■ **Problem requirements**
Repeat nothing but the line containing "commands::sample::run(&cli.config, ticks, json);" and the lines that follow it, up to and including the last line of the data below.

--- Supplied material Enclosed Below ---

//! Metric source adapters.
//!
//! | Adapter | Source | Series |
//! |---|---|---|
//! | [`CpuLoadAdapter`] | `/proc/stat` | `cpu`, `cpu0`… (% busy) |
//! | [`DriveIoAdapter`] | `/sys/block/<dev>/stat` | `<dev> Read`, `<dev> Write` (bytes) |
//! | [`NetworkIoAdapter`] | `/proc/net/dev` | `<iface> Rx`, `<iface> Tx` (bytes) |
//! | [`TemperatureAdapter`] | thermal zone + drive-health probe | `CPU`, `<dev>`… (°C) |
//! | [`FanSpeedAdapter`] | hwmon `fan*_input` | `RPM` |

pub mod cpu;
pub mod drive;
pub mod fan;
pub mod helpers;
pub mod network;
pub mod temperature;

pub use cpu::CpuLoadAdapter;
pub use drive::{DriveIoAdapter, discover_drives, drive_size_bytes};
pub use fan::FanSpeedAdapter;
pub use network::{NetworkIoAdapter, discover_interfaces};
pub use temperature::{DriveProbe, SmartctlProbe, TemperatureAdapter, parse_smart_temperature};
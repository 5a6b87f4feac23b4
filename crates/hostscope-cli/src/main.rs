//! CLI for hostscope: live CPU, drive, network, temperature and fan charts.

mod commands;
mod tui;

use std::path::PathBuf;

use clap::{Parser, Subcommand};

#[derive(Parser)]
#[command(name = "hostscope")]
#[command(about = "hostscope — live CPU, drive, network, temperature and fan charts")]
#[command(version = hostscope_core::VERSION)]
struct Cli {
    /// Configuration file (INI-style); defaults apply when missing
    #[arg(long, global = true, default_value = "hostscope.conf")]
    config: PathBuf,

    #[command(subcommand)]
    command: Commands,
}

#[derive(Subcommand)]
enum Commands {
    /// Sample headless and print one line per tick
    Sample {
        /// Stop after this many ticks (default: until Ctrl+C)
        #[arg(long)]
        ticks: Option<u64>,

        /// Print every chart as JSON when sampling stops
        #[arg(long)]
        json: bool,
    },

    /// Live terminal dashboard (TUI)
    Monitor {
        /// Refresh period in seconds (overrides monitor.refresh_ms)
        #[arg(long)]
        refresh: Option<f64>,
    },
}

fn init_logging(default_filter: &str) {
    env_logger::Builder::from_env(env_logger::Env::default().default_filter_or(default_filter))
        .format_timestamp_millis()
        .init();
}

fn main() {
    let cli = Cli::parse();

    match cli.command {
        Commands::Sample { ticks, json } => {
            init_logging("warn");
            commands::sample::run(&cli.config, ticks, json);
        }
        Commands::Monitor { refresh } => {
            // The dashboard owns the terminal; diagnostics go to its status line.
            init_logging("off");
            commands::monitor::run(&cli.config, refresh);
        }
    }
}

--- End of Enclosed Supplied material ---

■ **Answer below**
            commands::sample::run(&cli.config, ticks, json);
        }
        Commands::Monitor { refresh } => {
            // The dashboard owns the terminal; diagnostics go to its status line.
            init_logging("off");
            commands::monitor::run(&cli.config, refresh);
        }
    }
}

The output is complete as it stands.